**Exercise**.
Below are some records. Reproduce them exactly from their first line through the line with "pub async fn toggle_camera(&self)", inclusive.

-- Opening Marker --

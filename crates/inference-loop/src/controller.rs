use crate::{CycleError, LoopConfig, LoopError, LoopState, LoopStats, NotReadyPolicy, ResultSink};
use camera_source::{CameraSource, FacingMode, StreamId};
use flower_model::{Classifier, LabelSet, ModelSlot, PredictError, PredictionResult};
use frame_preprocess::to_tensor;
use std::sync::Arc;
use std::time::Duration;
use tokio::sync::{mpsc, watch};
use tokio::task::JoinHandle;
use tracing::{debug, error, info, warn};

/// Requests handled between cycles.
#[derive(Clone, Copy, Debug, Eq, PartialEq)]
pub enum Command {
    ToggleCamera,
    Configure(FacingMode),
    Teardown,
}

/// Control side of a running [`InferenceLoop`].
#[derive(Clone)]
pub struct LoopHandle {
    tx: mpsc::Sender<Command>,
    state: watch::Receiver<LoopState>,
}

impl LoopHandle {
    pub async fn toggle_camera(&self) -> Result<(), LoopError> {
        self.send(Command::ToggleCamera).await
    }

    pub async fn configure_camera(&self, facing: FacingMode) -> Result<(), LoopError> {
        self.send(Command::Configure(facing)).await
    }

    /// External teardown; the loop stops after any in-flight cycle.
    pub async fn teardown(&self) -> Result<(), LoopError> {
        self.send(Command::Teardown).await
    }

    pub fn state(&self) -> LoopState {
        *self.state.borrow()
    }

    /// Wait until the loop reports `target`.
    pub async fn wait_for(&self, target: LoopState) -> Result<(), LoopError> {
        let mut rx = self.state.clone();
        rx.wait_for(|s| *s == target)
            .await
            .map(|_| ())
            .map_err(|_| LoopError::Closed)
    }

    async fn send(&self, cmd: Command) -> Result<(), LoopError> {
        self.tx.send(cmd).await.map_err(|_| LoopError::Closed)
    }
}

/// Capture, preprocess, predict, publish; one frame at a time.
pub struct InferenceLoop<S: ResultSink> {
    camera: CameraSource,
    model: ModelSlot,
    labels: LabelSet,
    sink: S,
    config: LoopConfig,
    state: LoopState,
    state_tx: watch::Sender<LoopState>,
    commands: mpsc::Receiver<Command>,
    stats: LoopStats,
    /// Stream that was active when the loop stalled.
    stalled_on: Option<StreamId>,
    not_ready_reported: bool,
    /// Inference that outlived its timeout. No new predict starts until it ends.
    abandoned: Option<JoinHandle<Result<PredictionResult, PredictError>>>,
}

impl<S: ResultSink> InferenceLoop<S> {
    pub fn new(
        camera: CameraSource,
        model: ModelSlot,
        sink: S,
        config: LoopConfig,
    ) -> (Self, LoopHandle) {
        let (tx, commands) = mpsc::channel(8);
        let (state_tx, state_rx) = watch::channel(LoopState::AwaitingFirstFrame);
        let this = Self {
            camera,
            model,
            labels: LabelSet::flowers(),
            sink,
            config,
            state: LoopState::AwaitingFirstFrame,
            state_tx,
            commands,
            stats: LoopStats::default(),
            stalled_on: None,
            not_ready_reported: false,
            abandoned: None,
        };
        let handle = LoopHandle {
            tx,
            state: state_rx,
        };
        (this, handle)
    }

    /// Drive the loop until teardown. Returns the final counters.
    pub async fn run(mut self) -> LoopStats {
        info!(
            policy = ?self.config.not_ready,
            interval_ms = self.config.frame_interval_ms,
            "inference loop started"
        );
        while self.state != LoopState::Stopped {
            let wait = self.next_wait();
            tokio::select! {
                biased;
                cmd = self.commands.recv() => match cmd {
                    Some(cmd) => self.handle_command(cmd).await,
                    None => self.set_state(LoopState::Stopped),
                },
                _ = tokio::time::sleep(wait) => self.on_tick().await,
            }
        }
        if let Some(task) = self.abandoned.take() {
            task.abort();
        }
        self.camera.shutdown();
        info!(stats = ?self.stats, "inference loop stopped");
        self.stats
    }

    fn next_wait(&self) -> Duration {
        match self.state {
            LoopState::Idle => self.config.frame_interval(),
            _ => self.config.first_frame_poll(),
        }
    }

    fn set_state(&mut self, state: LoopState) {
        if self.state != state {
            debug!(from = %self.state, to = %state, "loop state");
            self.state = state;
            self.state_tx.send_replace(state);
        }
    }

    async fn handle_command(&mut self, cmd: Command) {
        let outcome = match cmd {
            Command::ToggleCamera => self.camera.toggle().await,
            Command::Configure(facing) => self.camera.configure(facing).await,
            Command::Teardown => {
                info!("teardown requested");
                self.set_state(LoopState::Stopped);
                return;
            }
        };
        match outcome {
            Ok(stream) => info!(%stream, facing = %self.camera.facing(), "camera switched"),
            Err(err) => {
                error!(error = %err, "error accessing the camera");
                if err.is_device_access() {
                    self.sink
                        .alert("Error accessing the camera, please check device settings.");
                }
            }
        }
    }

    async fn on_tick(&mut self) {
        match self.state {
            LoopState::AwaitingFirstFrame => {
                if self.camera.has_data() {
                    info!("camera delivering frames");
                    self.set_state(LoopState::Idle);
                    self.cycle().await;
                }
            }
            LoopState::Idle => self.cycle().await,
            LoopState::Stalled => {
                let current = self.camera.active_stream_id();
                if current.is_some() && current != self.stalled_on && self.camera.has_data() {
                    info!("new camera stream has data; resuming predictions");
                    self.stalled_on = None;
                    self.set_state(LoopState::Idle);
                    self.cycle().await;
                }
            }
            LoopState::Predicting | LoopState::Stopped => {}
        }
    }

    async fn cycle(&mut self) {
        let Some(classifier) = self.model.classifier() else {
            self.on_model_unavailable();
            return;
        };
        self.not_ready_reported = false;
        if self.inference_still_running() {
            self.stats.skipped_busy += 1;
            return;
        }

        self.set_state(LoopState::Predicting);
        match self.predict_once(classifier).await {
            Ok(label) => {
                self.stats.cycles += 1;
                self.sink.publish(&label);
                self.stats.published += 1;
                info!("Detected: {label}");
            }
            Err(CycleError::Frame(err)) => {
                self.stats.skipped_no_frame += 1;
                debug!(error = %err, "no frame this tick");
            }
            Err(CycleError::Timeout(limit)) => {
                self.stats.cycles += 1;
                self.stats.timeouts += 1;
                warn!(?limit, "inference timed out; skipping frame");
            }
            Err(err) => {
                self.stats.cycles += 1;
                self.stats.failed += 1;
                warn!(error = %err, "prediction cycle failed");
            }
        }
        self.set_state(LoopState::Idle);
    }

    /// True while a timed-out inference has not yet finished.
    fn inference_still_running(&mut self) -> bool {
        let Some(task) = &self.abandoned else {
            return false;
        };
        if !task.is_finished() {
            debug!("timed-out inference still running; skipping tick");
            return true;
        }
        debug!("timed-out inference finished; result discarded");
        self.abandoned = None;
        false
    }

    fn on_model_unavailable(&mut self) {
        self.stats.skipped_not_ready += 1;
        if !self.not_ready_reported {
            if self.model.is_failed() {
                warn!("model failed to load; no predictions will be made");
            } else {
                info!("model not loaded yet");
            }
            self.not_ready_reported = true;
        }
        if self.config.not_ready == NotReadyPolicy::Stall {
            self.stalled_on = self.camera.active_stream_id();
            self.set_state(LoopState::Stalled);
        }
    }

    async fn predict_once(&mut self, classifier: Arc<dyn Classifier>) -> Result<String, CycleError> {
        let tensor = {
            let frame = self.camera.current_frame()?;
            to_tensor(&frame)?
        };
        let mut task = tokio::spawn(async move { classifier.predict(&tensor).await });
        let joined = match self.config.inference_timeout() {
            Some(limit) => {
                let outcome = tokio::time::timeout(limit, &mut task).await;
                match outcome {
                    Ok(joined) => joined,
                    Err(_) => {
                        self.abandoned = Some(task);
                        return Err(CycleError::Timeout(limit));
                    }
                }
            }
            None => task.await,
        };
        let result = joined.map_err(|e| PredictError::Backend(e.to_string()))??;
        let label = result
            .predicted_label(&self.labels)
            .ok_or(CycleError::NoLabel)?;
        debug!(label, confidence = ?result.confidence(), "prediction");
        Ok(label.to_string())
    }
}
use crate::{LabelSet, LoadError};
use serde::{Deserialize, Serialize};
use std::fmt;

/// Name of the descriptor inside a model directory.
pub const DESCRIPTOR_FILE: &str = "model.json";

/// Spatial input size the classifier was trained on.
#[derive(Clone, Copy, Debug, PartialEq, Eq, Serialize, Deserialize)]
#[serde(from = "[usize; 3]", into = "[usize; 3]")]
pub struct InputShape {
    pub height: usize,
    pub width: usize,
    pub channels: usize,
}

pub const FLOWER_INPUT_SHAPE: InputShape = InputShape {
    height: 244,
    width: 244,
    channels: 3,
};

impl From<[usize; 3]> for InputShape {
    fn from([height, width, channels]: [usize; 3]) -> Self {
        Self {
            height,
            width,
            channels,
        }
    }
}

impl From<InputShape> for [usize; 3] {
    fn from(s: InputShape) -> Self {
        [s.height, s.width, s.channels]
    }
}

impl InputShape {
    /// Batched NHWC shape with a batch of one.
    pub fn batched(self) -> [usize; 4] {
        [1, self.height, self.width, self.channels]
    }
}

impl fmt::Display for InputShape {
    fn fmt(&self, f: &mut fmt::Formatter<'_>) -> fmt::Result {
        write!(f, "({}, {}, {})", self.height, self.width, self.channels)
    }
}

#[derive(Clone, Copy, Debug, PartialEq, Eq, Serialize, Deserialize)]
#[serde(rename_all = "lowercase")]
pub enum ModelFormat {
    Mock,
    Onnx,
}

/// Topology/metadata descriptor of a model directory.
#[derive(Clone, Debug, Serialize, Deserialize)]
pub struct ModelDescriptor {
    #[serde(default = "default_name")]
    pub name: String,
    pub format: ModelFormat,
    /// Weight file, relative to the model directory.
    #[serde(default)]
    pub weights: Option<String>,
    #[serde(default = "default_input_shape")]
    pub input_shape: InputShape,
    #[serde(default)]
    pub labels: LabelSet,
    /// Fixed output for the mock backend.
    #[serde(default)]
    pub scores: Option<Vec<f32>>,
}

fn default_name() -> String {
    "flowers".to_string()
}

fn default_input_shape() -> InputShape {
    FLOWER_INPUT_SHAPE
}

impl ModelDescriptor {
    pub fn parse(raw: &str) -> Result<Self, LoadError> {
        serde_json::from_str(raw).map_err(|e| LoadError::Parse(e.to_string()))
    }

    /// The descriptor must describe the fixed flower classifier.
    pub fn validate(&self) -> Result<(), LoadError> {
        if self.input_shape != FLOWER_INPUT_SHAPE {
            return Err(LoadError::ShapeMismatch(format!(
                "input shape {} but the pipeline produces {}",
                self.input_shape, FLOWER_INPUT_SHAPE
            )));
        }
        let flowers = LabelSet::flowers();
        if self.labels != flowers {
            return Err(LoadError::ShapeMismatch(format!(
                "expected labels {:?}, got {:?}",
                flowers.iter().collect::<Vec<_>>(),
                self.labels.iter().collect::<Vec<_>>()
            )));
        }
        if let Some(scores) = &self.scores {
            if scores.len() != self.labels.len() {
                return Err(LoadError::ShapeMismatch(format!(
                    "{} fixed scores for {} labels",
                    scores.len(),
                    self.labels.len()
                )));
            }
        }
        if self.format == ModelFormat::Onnx && self.weights.is_none() {
            return Err(LoadError::Parse("onnx model without `weights` file".to_string()));
        }
        Ok(())
    }
}

#[cfg(test)]
mod tests {
    use super::*;

    #[test]
    fn minimal_descriptor_uses_flower_defaults() {
        let d = ModelDescriptor::parse(r#"{"format":"mock"}"#).unwrap();
        assert_eq!(d.input_shape, FLOWER_INPUT_SHAPE);
        assert_eq!(d.labels, LabelSet::flowers());
        assert!(d.validate().is_ok());
    }

    #[test]
    fn wrong_input_shape_is_rejected() {
        let d = ModelDescriptor::parse(r#"{"format":"mock","input_shape":[224,224,3]}"#).unwrap();
        assert!(matches!(d.validate(), Err(LoadError::ShapeMismatch(_))));
    }

    #[test]
    fn reordered_labels_are_rejected() {
        let d = ModelDescriptor::parse(
            r#"{"format":"mock","labels":["rose","daisy","dandelion","sunflower","tulip"]}"#,
        )
        .unwrap();
        assert!(matches!(d.validate(), Err(LoadError::ShapeMismatch(_))));
    }

    #[test]
    fn fixed_scores_must_match_label_count() {
        let d = ModelDescriptor::parse(r#"{"format":"mock","scores":[0.1,0.9]}"#).unwrap();
        assert!(matches!(d.validate(), Err(LoadError::ShapeMismatch(_))));
    }

    #[test]
    fn onnx_requires_weights() {
        let d = ModelDescriptor::parse(r#"{"format":"onnx"}"#).unwrap();
        assert!(matches!(d.validate(), Err(LoadError::Parse(_))));
    }

    #[test]
    fn unknown_format_fails_to_parse() {
        assert!(matches!(
            ModelDescriptor::parse(r#"{"format":"tfjs-layers"}"#),
            Err(LoadError::Parse(_))
        ));
    }

    #[test]
    fn batched_shape() {
        assert_eq!(FLOWER_INPUT_SHAPE.batched(), [1, 244, 244, 3]);
    }
}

-- Closing Marker --

**Task output**.
filename crates/inference-loop/src/controller.rs
use crate::{CycleError, LoopConfig, LoopError, LoopState, LoopStats, NotReadyPolicy, ResultSink};
use camera_source::{CameraSource, FacingMode, StreamId};
use flower_model::{Classifier, LabelSet, ModelSlot, PredictError, PredictionResult};
use frame_preprocess::to_tensor;
use std::sync::Arc;
use std::time::Duration;
use tokio::sync::{mpsc, watch};
use tokio::task::JoinHandle;
use tracing::{debug, error, info, warn};

/// Requests handled between cycles.
#[derive(Clone, Copy, Debug, Eq, PartialEq)]
pub enum Command {
    ToggleCamera,
    Configure(FacingMode),
    Teardown,
}

/// Control side of a running [`InferenceLoop`].
#[derive(Clone)]
pub struct LoopHandle {
    tx: mpsc::Sender<Command>,
    state: watch::Receiver<LoopState>,
}

impl LoopHandle {
    pub async fn toggle_camera(&self) -> Result<(), LoopError> {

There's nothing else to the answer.